Mediocre performance is rarely addressed and often goes unnoticed. Mediocre performers hide in plain sight. They are competent but disengaged; they are likely to be demotivated or disillusioned. As a result, they may consciously or subconsciously choose to withhold the discretionary effort that can transform their mediocrity into excellence.
To turn mediocrity into excellence, the first thing the Manager should notice is that it is the quality of the employment experience rather than the individual that is mediocre. By acknowledging this the Manager must begin to accept that they play a pivotal role in changing that experience if they want to release higher levels of contribution and performance.
This isn’t just another hand holding exercise for a largely Millennial workforce. Yes, we hear a lot about how Millennials search for meaning and purpose at work, yet in reality, isn’t this an innate need in all human beings? The Millennials aren’t so different from everyone else, but perhaps what sets this generation apart is that they have grown up with an expectation that they will be heard, that they will be able to affect change and impact the course of life.
In parallel, as organisations develop towards a more agile future they are more likely to recruit people who are naturally curious, flexible and change-oriented. But, when these types of people then receive edicts that are agreed out of sight and implemented through rigid performance management systems, it’s not a surprise that some people are left feeling disengaged and disempowered at the hands of their more stoic Managers.
We already know from a recent Gallup Survey that 50% of leavers exit because of the relationship they have with their Managers, but the hard truth is that those people have been showing up to work every day for weeks, months, even years before they leave, feeling unable and perhaps unwilling to contribute in a way that really adds value.
With this in mind, Managers should take stock of the relationships they form with people at work. This includes: how they involve people in decision making, how they share ownership with others and how they can help to connect every day actions with a wider purpose in a way that is meaningful to people in different ways.
One way that Managers can achieve this is by using more of an ‘Enquiry-Led Approach’ that is central to an ‘Operational Coaching’ style. This approach helps Managers to stop telling and start asking. The simple act of enquiry has the power to change the nature of every interaction a Manager has with others. Instead of dictating what must happen, Managers can use an ‘Operational Coaching’ style to invite people to put their own thoughts and ideas into the mix. This participation can ignite greater ownership for the end result, and in the long run, help people to deliver higher levels of performance.

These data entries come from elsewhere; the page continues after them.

//! End-to-end gateway scenarios against the mock venue: the full
//! validate → risk → persist → dispatch → track pipeline without HTTP.

use std::sync::Arc;
use std::time::Duration;

use perpgate_backend::accounts::{AccountManager, BindingSecrets};
use perpgate_backend::config::VenueConfig;
use perpgate_backend::connectors::mock::MockConnector;
use perpgate_backend::connectors::{
    ConnectorConfig, ConnectorRegistry, Credentials, ModifyRequest, PlaceOrderRequest,
    VenueConnector,
};
use perpgate_backend::executor::OrderExecutor;
use perpgate_backend::models::{
    OrderSide, OrderStatus, PositionSide, PositionStatus, Venue,
};
use perpgate_backend::notify::{NotificationBus, NotificationKind, NotificationPriority};
use perpgate_backend::risk::{RiskEngine, RiskLimits};
use perpgate_backend::store::Store;
use perpgate_backend::tracker::{LiquidationAlertLevel, PositionTracker, PositionUpdate};
use perpgate_backend::vault::CredentialVault;
use perpgate_backend::GatewayError;

struct Gateway {
    store: Store,
    accounts: Arc<AccountManager>,
    executor: Arc<OrderExecutor>,
    risk: Arc<RiskEngine>,
    tracker: Arc<PositionTracker>,
    notifier: Arc<NotificationBus>,
    mock: Arc<MockConnector>,
    account_id: i64,
    binding_id: i64,
}

async fn gateway() -> Gateway {
    let store = Store::open_in_memory().unwrap();
    let vault = Arc::new(CredentialVault::new(b"0123456789abcdef0123456789abcdef"));
    let registry = Arc::new(ConnectorRegistry::new(
        VenueConfig::default(),
        Duration::from_secs(5),
    ));
    let notifier = Arc::new(NotificationBus::default());
    let tracker = Arc::new(PositionTracker::new(store.clone(), Arc::clone(&notifier)));
    let risk = Arc::new(RiskEngine::new(
        store.clone(),
        Arc::clone(&notifier),
        RiskLimits::default(),
        30,
        0.8,
    ));
    let executor = Arc::new(OrderExecutor::new(
        store.clone(),
        Arc::clone(&registry),
        Arc::clone(&vault),
        Arc::clone(&risk),
        Arc::clone(&tracker),
        Arc::clone(&notifier),
        Duration::from_secs(5),
        86_400,
        100,
    ));
    risk.bind_executor(&executor);

    let accounts = Arc::new(AccountManager::new(
        store.clone(),
        Arc::clone(&vault),
        Arc::clone(&registry),
        100_000.0,
        10.0,
    ));

    let account = accounts
        .register("trader", "trader@example.com", "correct-horse")
        .await
        .unwrap();
    let binding = accounts
        .add_binding(
            account.id,
            Venue::Mock,
            "main",
            BindingSecrets {
                private_key: Some("0xtest-key".to_string()),
                ..Default::default()
            },
            true,
            600,
        )
        .await
        .unwrap();

    // Drive the same connector instance the executor will use so the
    // tests can steer prices and balances.
    let mock = Arc::new(MockConnector::new(ConnectorConfig {
        venue: Venue::Mock,
        testnet: true,
        rest_url: "mock://local".to_string(),
        ws_url: None,
        requests_per_minute: 600,
        request_timeout: Duration::from_secs(5),
    }));
    mock.connect().await.unwrap();
    mock.authenticate(&Credentials::default()).await.unwrap();
    registry.install(binding.id, Arc::clone(&mock) as Arc<dyn VenueConnector>);

    Gateway {
        store,
        accounts,
        executor,
        risk,
        tracker,
        notifier,
        mock,
        account_id: account.id,
        binding_id: binding.id,
    }
}

// Scenario 1: limit buy resting. Order persists as NEW with no fill, no
// position appears, and one MEDIUM order notification is emitted.
#[tokio::test]
async fn limit_buy_rests_with_notification() {
    let g = gateway().await;

    let result = g
        .executor
        .place_order(
            g.account_id,
            g.binding_id,
            PlaceOrderRequest::limit("BTC-PERP", OrderSide::Buy, 0.1, 50_000.0),
        )
        .await
        .unwrap();

    assert_eq!(result.status, OrderStatus::New);
    assert_eq!(result.filled_quantity, 0.0);
    assert!(result.venue_order_id.is_some());

    let positions = g
        .store
        .open_positions_for_account(g.account_id)
        .await
        .unwrap();
    assert!(positions.is_empty());

    let order_events: Vec<_> = g
        .notifier
        .recent(g.account_id, false, 20)
        .into_iter()
        .filter(|n| n.kind == NotificationKind::OrderPlaced)
        .collect();
    assert_eq!(order_events.len(), 1);
    assert_eq!(order_events[0].priority, NotificationPriority::Medium);
}

// Scenario 2: market sell, full fill. Order FILLED at the venue mark, a
// SHORT position opens, and ORDER_FILLED is emitted.
#[tokio::test]
async fn market_sell_fills_and_opens_short() {
    let g = gateway().await;

    let result = g
        .executor
        .place_order(
            g.account_id,
            g.binding_id,
            PlaceOrderRequest::market("ETH-PERP", OrderSide::Sell, 1.5),
        )
        .await
        .unwrap();

    assert_eq!(result.status, OrderStatus::Filled);
    assert_eq!(result.filled_quantity, 1.5);
    assert_eq!(result.average_price, Some(3_000.5));

    let position = g
        .store
        .get_open_position(g.binding_id, "ETH-PERP")
        .await
        .unwrap()
        .expect("short position should exist");
    assert_eq!(position.side, PositionSide::Short);
    assert_eq!(position.quantity, 1.5);
    assert_eq!(position.entry_price, 3_000.5);
    assert_eq!(position.status, PositionStatus::Open);

    assert!(g
        .notifier
        .recent(g.account_id, false, 20)
        .iter()
        .any(|n| n.kind == NotificationKind::OrderFilled));
}

// Scenario 3: insufficient balance blocks before dispatch; no NEW order
// row exists and the venue never sees the order.
#[tokio::test]
async fn insufficient_balance_fails_pre_dispatch() {
    let g = gateway().await;
    g.store
        .update_binding_balances(g.binding_id, 100.0, 100.0, 0.0, 0.0)
        .await
        .unwrap();

    let err = g
        .executor
        .place_order(
            g.account_id,
            g.binding_id,
            PlaceOrderRequest::limit("BTC-PERP", OrderSide::Buy, 10.0, 50_000.0),
        )
        .await
        .unwrap_err();
    assert!(matches!(err, GatewayError::InsufficientBalance(_)));

    let all = g
        .store
        .list_orders(g.account_id, None, None, None, 20)
        .await
        .unwrap();
    assert!(all.iter().all(|o| o.status != OrderStatus::New));
    assert!(g.mock.get_open_orders(None).await.unwrap().is_empty());
}

// Scenario 4: leverage above the account cap yields a single violation
// naming the Leverage rule.
#[tokio::test]
async fn leverage_cap_violation_is_isolated() {
    let g = gateway().await;

    let mut request = PlaceOrderRequest::limit("BTC-PERP", OrderSide::Buy, 0.1, 50_000.0);
    request.leverage = Some(15.0);

    let err = g
        .executor
        .place_order(g.account_id, g.binding_id, request)
        .await
        .unwrap_err();

    match err {
        GatewayError::RiskLimitExceeded { violations } => {
            assert_eq!(violations.len(), 1);
            assert!(violations[0].contains("Leverage"));
        }
        other => panic!("expected RiskLimitExceeded, got {other:?}"),
    }
}

// Scenario 5: cancel-replace modify. The venue cancels the old id and
// issues a new one; the same durable row carries the new identity,
// quantity and price.
#[tokio::test]
async fn modify_swaps_venue_id_on_same_row() {
    let g = gateway().await;

    let placed = g
        .executor
        .place_order(
            g.account_id,
            g.binding_id,
            PlaceOrderRequest::limit("BTC-PERP", OrderSide::Buy, 0.1, 50_000.0),
        )
        .await
        .unwrap();
    let old_id = placed.venue_order_id.clone().unwrap();

    let modified = g
        .executor
        .modify_order(
            g.account_id,
            g.binding_id,
            &old_id,
            ModifyRequest {
                quantity: Some(0.2),
                price: Some(49_000.0),
                stop_price: None,
            },
        )
        .await
        .unwrap();

    assert_eq!(modified.order_id, placed.order_id);
    let new_id = modified.venue_order_id.unwrap();
    assert_ne!(new_id, old_id);

    let row = g.store.get_order(placed.order_id).await.unwrap().unwrap();
    assert_eq!(row.venue_order_id.as_deref(), Some(new_id.as_str()));
    assert_eq!(row.quantity, 0.2);
    assert_eq!(row.price, Some(49_000.0));
    assert_eq!(row.status, OrderStatus::New);

    let venue_old = g.mock.get_order("BTC-PERP", &old_id).await.unwrap();
    assert_eq!(venue_old.status, OrderStatus::Canceled);
}

// Scenario 6: liquidation proximity. LONG 1 BTC, entry 50k, mark 46k,
// liq 45k → one HIGH entry at ≈2.17% distance.
#[tokio::test]
async fn liquidation_distance_reports_high_risk() {
    let g = gateway().await;
    let binding = g.accounts.get_binding(g.binding_id).await.unwrap();

    g.tracker
        .apply_update(
            &binding,
            &PositionUpdate {
                symbol: "BTC-PERP".to_string(),
                size_delta: 1.0,
                mark_price: Some(50_000.0),
                ..Default::default()
            },
        )
        .await
        .unwrap();
    g.tracker
        .apply_update(
            &binding,
            &PositionUpdate {
                symbol: "BTC-PERP".to_string(),
                size_delta: 0.0,
                mark_price: Some(46_000.0),
                liquidation_price: Some(45_000.0),
                ..Default::default()
            },
        )
        .await
        .unwrap();

    let risks = g.tracker.check_liquidation_risk(g.account_id).await.unwrap();
    assert_eq!(risks.len(), 1);
    let risk = &risks[0];
    assert_eq!(risk.symbol, "BTC-PERP");
    assert!((risk.distance_pct - 2.1739).abs() < 0.01);
    assert_eq!(risk.risk_level, LiquidationAlertLevel::High);
}

// Batch placement is equivalent to placing one by one: each order carries
// its own outcome and a failure does not abort the rest.
#[tokio::test]
async fn batch_matches_sequential_outcomes() {
    let g = gateway().await;

    let mut invalid = PlaceOrderRequest::limit("BTC-PERP", OrderSide::Buy, 0.1, 50_000.0);
    invalid.price = None;

    let results = g
        .executor
        .place_batch(
            g.account_id,
            g.binding_id,
            vec![
                PlaceOrderRequest::limit("BTC-PERP", OrderSide::Buy, 0.1, 49_000.0),
                invalid,
                PlaceOrderRequest::limit("ETH-PERP", OrderSide::Buy, 1.0, 2_900.0),
            ],
        )
        .await;

    assert_eq!(results.len(), 3);
    assert!(results[0].is_ok());
    assert!(matches!(
        results[1],
        Err(GatewayError::ValidationFailed(_))
    ));
    assert!(results[2].is_ok());
    assert_eq!(g.executor.active_orders(g.account_id).await.unwrap().len(), 2);
}

// Emergency flatten closes everything once and is a no-op right after.
#[tokio::test]
async fn emergency_flatten_idempotent_end_to_end() {
    let g = gateway().await;

    g.executor
        .place_order(
            g.account_id,
            g.binding_id,
            PlaceOrderRequest::market("SOL-PERP", OrderSide::Buy, 5.0),
        )
        .await
        .unwrap();
    g.executor
        .place_order(
            g.account_id,
            g.binding_id,
            PlaceOrderRequest::limit("BTC-PERP", OrderSide::Buy, 0.1, 49_000.0),
        )
        .await
        .unwrap();

    let closed = g.risk.emergency_close_all(g.account_id).await.unwrap();
    assert_eq!(closed, 1);
    assert!(g
        .store
        .open_positions_for_account(g.account_id)
        .await
        .unwrap()
        .is_empty());
    assert!(g.executor.active_orders(g.account_id).await.unwrap().is_empty());

    assert_eq!(g.risk.emergency_close_all(g.account_id).await.unwrap(), 0);
}

// Reconciliation: the venue snapshot is authoritative for both orders and
// positions, including the stale-close of locally-open symbols.
#[tokio::test]
async fn reconciliation_adopts_venue_state() {
    let g = gateway().await;
    let binding = g.accounts.get_binding(g.binding_id).await.unwrap();

    // Venue-only resting order.
    g.mock
        .place_order(&PlaceOrderRequest::limit(
            "BTC-PERP",
            OrderSide::Buy,
            0.05,
            49_000.0,
        ))
        .await
        .unwrap();
    // Local-only open position.
    g.tracker
        .apply_update(
            &binding,
            &PositionUpdate {
                symbol: "DOGE-PERP".to_string(),
                size_delta: 1_000.0,
                mark_price: Some(0.1),
                ..Default::default()
            },
        )
        .await
        .unwrap();

    assert_eq!(g.executor.sync_orders(g.binding_id).await.unwrap(), 1);
    let mock_ref: &MockConnector = &g.mock;
    g.tracker.sync_positions(&binding, mock_ref).await.unwrap();

    let adopted = g
        .store
        .list_orders(g.account_id, None, Some(OrderStatus::New), None, 10)
        .await
        .unwrap();
    assert_eq!(adopted.len(), 1);

    let stale = g
        .store
        .get_open_position(g.binding_id, "DOGE-PERP")
        .await
        .unwrap();
    assert!(stale.is_none(), "stale position should be closed by sync");
}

So, let’s get honest about the real reasons behind poor performance. Before casting blame let’s start looking at what Managers can do differently to generate behaviour changes, first in themselves, and then in others.
Notion is an expert in behavioural change. To find out more about how ‘Operational Coaching’ can help Managers to adopt the skills needed to generate high performance click the button below or call us for an informal chat on +44 (0) 1926 889 885.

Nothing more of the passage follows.